Ingrid van Tienhoven
Novib; Oxfam International

It is among the greatest scourges afflicting humanity at the beginning of the 21st century. It has left hundreds of millions of adults disadvantaged and impoverished. Each year, it claims millions of new victims among children. It is destroying human potential on a vast scale. Most of the victims are poor. The vast majority are young girls and women. The scourge in question is not a disease. It is mass illiteracy, caused by exclusion from opportunities for education.

These penetrating lines are from Kevin Watkins, author of the book Break the cycle of poverty published by Oxfam International in 1999 to mobilise political will to achieve the internationally agreed development targets of good-quality basic education for all. The Global Campaign for Education was launched in Brussels in October 1999 to achieve this same goal. This campaign brings together teacher unions, development agencies and community organisations working in over 180 countries. (See Box 1 for the aims of the Global Campaign.)

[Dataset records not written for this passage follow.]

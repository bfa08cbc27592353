mod hooks;
mod projects;
mod repository;
mod transport;

pub use hooks::HookSettings;
pub use projects::ProjectScope;
pub use transport::{ClientOptions, GitLabClient};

Ten years ago, at the World Conference on Education for All in Jomtien (Thailand), governments from 155 countries pledged to provide all of the world’s children with access to good quality basic education. The end of the decade was established as a target date. The world’s governments have fallen shamefully short of this goal.

At the start of the new millennium:

·        125 million primary-school-age children are not in school: most of them are girls.

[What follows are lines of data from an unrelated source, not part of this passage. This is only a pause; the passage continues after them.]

#[cfg(test)]
mod tests {
    use super::*;
    use crate::gitlab::test_support::{
        client_with_retries, mock_current_user, mock_projects, server_client,
    };
    use mockito::{Matcher, Server};
    use serde_json::{json, Value};
    use std::sync::{Arc, Mutex};

    const CALLBACK: &str = "https://bridge.example.com/events";

    fn callback() -> Url {
        Url::parse(CALLBACK).unwrap()
    }

    async fn mock_hooks(server: &mut Server, project_id: u64, body: Value) -> mockito::Mock {
        server
            .mock("GET", format!("/api/v4/projects/{project_id}/hooks").as_str())
            .match_query(Matcher::Any)
            .with_header("content-type", "application/json")
            .with_body(body.to_string())
            .create_async()
            .await
    }

    async fn mock_create(server: &mut Server, project_id: u64, hook_id: u64) -> mockito::Mock {
        server
            .mock("POST", format!("/api/v4/projects/{project_id}/hooks").as_str())
            .match_body(Matcher::PartialJson(json!({
                "url": CALLBACK,
                "job_events": true,
                "pipeline_events": true,
            })))
            .with_status(201)
            .with_header("content-type", "application/json")
            .with_body(
                json!({"id": hook_id, "url": CALLBACK, "job_events": true, "pipeline_events": true})
                    .to_string(),
            )
            .create_async()
            .await
    }

    #[tokio::test]
    async fn test_install_replaces_duplicates_and_keeps_foreign_hooks() {
        let mut server = Server::new_async().await;
        mock_current_user(&mut server, false).await;
        mock_projects(&mut server, "owned=true", r#"[{"id":1,"path_with_namespace":"teamA/app"}]"#)
            .await;
        mock_hooks(
            &mut server,
            1,
            json!([
                {"id": 10, "url": CALLBACK},
                {"id": 11, "url": "https://other.example.com/hook"},
                {"id": 12, "url": CALLBACK},
            ]),
        )
        .await;
        let delete_10 = server
            .mock("DELETE", "/api/v4/projects/1/hooks/10")
            .with_status(204)
            .create_async()
            .await;
        let delete_12 = server
            .mock("DELETE", "/api/v4/projects/1/hooks/12")
            .with_status(204)
            .create_async()
            .await;
        let delete_foreign = server
            .mock("DELETE", "/api/v4/projects/1/hooks/11")
            .expect(0)
            .create_async()
            .await;
        let create = mock_create(&mut server, 1, 13).await;

        let client = server_client(&server);
        let url = callback();
        let settings = HookSettings::default();
        let reconciler = WebhookReconciler::new(ProjectCatalog::new(&client), &url, &settings);
        let report = reconciler.install().await;

        assert!(report.is_clean());
        assert_eq!(report.projects, 1);
        assert_eq!(report.hooks_deleted, 2);
        assert_eq!(report.hooks_created, 1);
        delete_10.assert_async().await;
        delete_12.assert_async().await;
        delete_foreign.assert_async().await;
        create.assert_async().await;
    }

    #[tokio::test]
    async fn test_teardown_never_creates() {
        let mut server = Server::new_async().await;
        mock_current_user(&mut server, true).await;
        mock_projects(&mut server, "", r#"[{"id":5,"path_with_namespace":"ops/infra"}]"#).await;
        mock_hooks(&mut server, 5, json!([{"id": 50, "url": CALLBACK}])).await;
        let delete = server
            .mock("DELETE", "/api/v4/projects/5/hooks/50")
            .with_status(204)
            .create_async()
            .await;
        let create = server
            .mock("POST", "/api/v4/projects/5/hooks")
            .expect(0)
            .create_async()
            .await;

        let client = server_client(&server);
        let url = callback();
        let settings = HookSettings::default();
        let reconciler = WebhookReconciler::new(ProjectCatalog::new(&client), &url, &settings);
        let report = reconciler.teardown().await;

        assert_eq!(report.phase, Phase::Teardown);
        assert_eq!(report.hooks_deleted, 1);
        assert_eq!(report.hooks_created, 0);
        delete.assert_async().await;
        create.assert_async().await;
    }

    #[tokio::test]
    async fn test_delete_failure_in_one_project_does_not_stop_others() {
        let mut server = Server::new_async().await;
        mock_current_user(&mut server, false).await;
        mock_projects(
            &mut server,
            "owned=true",
            r#"[{"id":1,"path_with_namespace":"t/one"},{"id":2,"path_with_namespace":"t/two"},{"id":3,"path_with_namespace":"t/three"}]"#,
        )
        .await;
        for id in 1..=3 {
            mock_hooks(&mut server, id, json!([{"id": id * 100, "url": CALLBACK}])).await;
        }
        server
            .mock("DELETE", "/api/v4/projects/1/hooks/100")
            .with_status(204)
            .create_async()
            .await;
        server
            .mock("DELETE", "/api/v4/projects/2/hooks/200")
            .with_status(403)
            .with_body(r#"{"message":"403 Forbidden"}"#)
            .create_async()
            .await;
        server
            .mock("DELETE", "/api/v4/projects/3/hooks/300")
            .with_status(204)
            .create_async()
            .await;
        let create_1 = mock_create(&mut server, 1, 101).await;
        let create_2 = server
            .mock("POST", "/api/v4/projects/2/hooks")
            .expect(0)
            .create_async()
            .await;
        let create_3 = mock_create(&mut server, 3, 301).await;

        let client = server_client(&server);
        let url = callback();
        let settings = HookSettings::default();
        let reconciler = WebhookReconciler::new(ProjectCatalog::new(&client), &url, &settings);
        let report = reconciler.install().await;

        assert_eq!(report.projects, 3);
        assert_eq!(report.hooks_created, 2);
        assert_eq!(report.failures.len(), 1);
        assert_eq!(report.failures[0].project, "t/two");
        assert!(matches!(
            report.failures[0].error,
            BridgeError::ApiError { status: 403, .. }
        ));
        create_1.assert_async().await;
        create_2.assert_async().await;
        create_3.assert_async().await;
    }

    #[tokio::test]
    async fn test_hook_listing_failure_skips_only_that_project() {
        let mut server = Server::new_async().await;
        mock_current_user(&mut server, false).await;
        mock_projects(
            &mut server,
            "owned=true",
            r#"[{"id":1,"path_with_namespace":"t/gone"},{"id":2,"path_with_namespace":"t/ok"}]"#,
        )
        .await;
        server
            .mock("GET", "/api/v4/projects/1/hooks")
            .match_query(Matcher::Any)
            .with_status(404)
            .create_async()
            .await;
        mock_hooks(&mut server, 2, json!([])).await;
        let create = mock_create(&mut server, 2, 7).await;

        let client = server_client(&server);
        let url = callback();
        let settings = HookSettings::default();
        let reconciler = WebhookReconciler::new(ProjectCatalog::new(&client), &url, &settings);
        let report = reconciler.install().await;

        assert_eq!(report.hooks_created, 1);
        assert_eq!(report.failures.len(), 1);
        assert!(matches!(report.failures[0].error, BridgeError::NotFound(_)));
        create.assert_async().await;
    }

    #[tokio::test]
    async fn test_project_listing_failure_aborts_pass() {
        let mut server = Server::new_async().await;
        mock_current_user(&mut server, false).await;
        server
            .mock("GET", "/api/v4/projects")
            .match_query(Matcher::Any)
            .with_status(500)
            .create_async()
            .await;
        let hooks = server
            .mock("GET", Matcher::Regex(r"^/api/v4/projects/\d+/hooks".into()))
            .expect(0)
            .create_async()
            .await;

        let client = server_client(&server);
        let url = callback();
        let settings = HookSettings::default();
        let reconciler = WebhookReconciler::new(ProjectCatalog::new(&client), &url, &settings);
        let report = reconciler.install().await;

        assert!(report.aborted.is_some());
        assert_eq!(report.projects, 0);
        hooks.assert_async().await;
    }

    /// Hooks of project 1 kept in memory so consecutive passes see each other's writes.
    ///
    /// Every POST stores the hook, whatever `create_status` it answers with.
    async fn stateful_hooks(
        server: &mut Server,
        hooks: Arc<Mutex<Vec<Value>>>,
        create_status: usize,
    ) {
        let listed = Arc::clone(&hooks);
        server
            .mock("GET", "/api/v4/projects/1/hooks")
            .match_query(Matcher::Any)
            .with_header("content-type", "application/json")
            .with_body_from_request(move |_| {
                Value::Array(listed.lock().unwrap().clone())
                    .to_string()
                    .into_bytes()
            })
            .create_async()
            .await;

        let deleted = Arc::clone(&hooks);
        server
            .mock("DELETE", Matcher::Regex(r"^/api/v4/projects/1/hooks/\d+$".into()))
            .with_status(204)
            .with_body_from_request(move |request| {
                let id: u64 = request
                    .path()
                    .rsplit('/')
                    .next()
                    .and_then(|id| id.parse().ok())
                    .unwrap();
                deleted.lock().unwrap().retain(|hook| hook["id"] != id);
                Vec::new()
            })
            .create_async()
            .await;

        let created = Arc::clone(&hooks);
        server
            .mock("POST", "/api/v4/projects/1/hooks")
            .with_status(create_status)
            .with_header("content-type", "application/json")
            .with_body_from_request(move |request| {
                let body: Value = serde_json::from_slice(request.body().unwrap()).unwrap();
                let mut hooks = created.lock().unwrap();
                let id = hooks
                    .iter()
                    .filter_map(|hook| hook["id"].as_u64())
                    .max()
                    .unwrap_or(0)
                    + 1;
                let hook = json!({
                    "id": id,
                    "url": body["url"],
                    "job_events": body["job_events"],
                    "pipeline_events": body["pipeline_events"],
                });
                hooks.push(hook.clone());
                hook.to_string().into_bytes()
            })
            .create_async()
            .await;
    }

    #[tokio::test]
    async fn test_install_is_idempotent() {
        let mut server = Server::new_async().await;
        mock_current_user(&mut server, false).await;
        mock_projects(&mut server, "owned=true", r#"[{"id":1,"path_with_namespace":"teamA/app"}]"#)
            .await;
        let hooks = Arc::new(Mutex::new(vec![
            json!({"id": 1, "url": CALLBACK, "job_events": false, "pipeline_events": false}),
            json!({"id": 2, "url": CALLBACK, "job_events": true, "pipeline_events": true}),
            json!({"id": 3, "url": "https://other.example.com/hook"}),
        ]));
        stateful_hooks(&mut server, Arc::clone(&hooks), 201).await;

        let client = server_client(&server);
        let url = callback();
        let settings = HookSettings::default();
        let reconciler = WebhookReconciler::new(ProjectCatalog::new(&client), &url, &settings);

        let first = reconciler.install().await;
        let second = reconciler.install().await;

        assert!(first.is_clean());
        assert!(second.is_clean());
        assert_eq!(second.hooks_deleted, 1);

        let hooks = hooks.lock().unwrap();
        let ours: Vec<_> = hooks.iter().filter(|hook| hook["url"] == CALLBACK).collect();
        assert_eq!(ours.len(), 1);
        assert_eq!(ours[0]["job_events"], true);
        assert_eq!(ours[0]["pipeline_events"], true);
        assert!(hooks
            .iter()
            .any(|hook| hook["url"] == "https://other.example.com/hook"));
    }

    #[tokio::test]
    async fn test_create_lost_in_gateway_error_is_not_repeated() {
        let mut server = Server::new_async().await;
        mock_current_user(&mut server, false).await;
        mock_projects(&mut server, "owned=true", r#"[{"id":1,"path_with_namespace":"t/app"}]"#)
            .await;
        let hooks = Arc::new(Mutex::new(vec![json!({"id": 1, "url": CALLBACK})]));
        stateful_hooks(&mut server, Arc::clone(&hooks), 502).await;

        let client = client_with_retries(&server.url(), 1);
        let url = callback();
        let settings = HookSettings::default();
        let reconciler = WebhookReconciler::new(ProjectCatalog::new(&client), &url, &settings);
        let report = reconciler.install().await;

        let hooks = hooks.lock().unwrap();
        let ours = hooks.iter().filter(|hook| hook["url"] == CALLBACK).count();
        assert_eq!(ours, 1);
        assert_eq!(report.hooks_deleted, 1);
        assert_eq!(report.hooks_created, 1);
        assert!(report.is_clean());
    }

    #[tokio::test]
    async fn test_create_failure_is_recorded_when_no_hook_appeared() {
        let mut server = Server::new_async().await;
        mock_current_user(&mut server, false).await;
        mock_projects(&mut server, "owned=true", r#"[{"id":1,"path_with_namespace":"t/app"}]"#)
            .await;
        mock_hooks(&mut server, 1, json!([])).await;
        server
            .mock("POST", "/api/v4/projects/1/hooks")
            .with_status(422)
            .with_body(r#"{"message":"url is blocked"}"#)
            .create_async()
            .await;

        let client = server_client(&server);
        let url = callback();
        let settings = HookSettings::default();
        let reconciler = WebhookReconciler::new(ProjectCatalog::new(&client), &url, &settings);
        let report = reconciler.install().await;

        assert_eq!(report.hooks_created, 0);
        assert_eq!(report.failures.len(), 1);
        assert!(matches!(
            report.failures[0].error,
            BridgeError::ApiError { status: 422, .. }
        ));
    }

    #[tokio::test]
    async fn test_hook_already_deleted_elsewhere_still_gets_replaced() {
        let mut server = Server::new_async().await;
        mock_current_user(&mut server, false).await;
        mock_projects(&mut server, "owned=true", r#"[{"id":1,"path_with_namespace":"t/app"}]"#)
            .await;
        mock_hooks(&mut server, 1, json!([{"id": 10, "url": CALLBACK}])).await;
        server
            .mock("DELETE", "/api/v4/projects/1/hooks/10")
            .with_status(404)
            .with_body(r#"{"message":"404 Not found"}"#)
            .create_async()
            .await;
        let create = mock_create(&mut server, 1, 11).await;

        let client = server_client(&server);
        let url = callback();
        let settings = HookSettings::default();
        let reconciler = WebhookReconciler::new(ProjectCatalog::new(&client), &url, &settings);
        let report = reconciler.install().await;

        assert!(report.is_clean());
        assert_eq!(report.hooks_deleted, 0);
        assert_eq!(report.hooks_already_gone, 1);
        assert_eq!(report.hooks_created, 1);
        create.assert_async().await;
    }
}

·        Another 150 million children start primary school but drop out within four years: the vast majority without acquiring basic literacy skills.

·        One in four adults in the developing world—872 million people—are unable to read or write, and their numbers are growing.

This is not only a violation of the universal right to education, it also presents a massive waste of human resources and an obstacle to economic development. In an increasingly knowledge-based world economy, exclusion from education translates into growing poverty and inequality between people and nations.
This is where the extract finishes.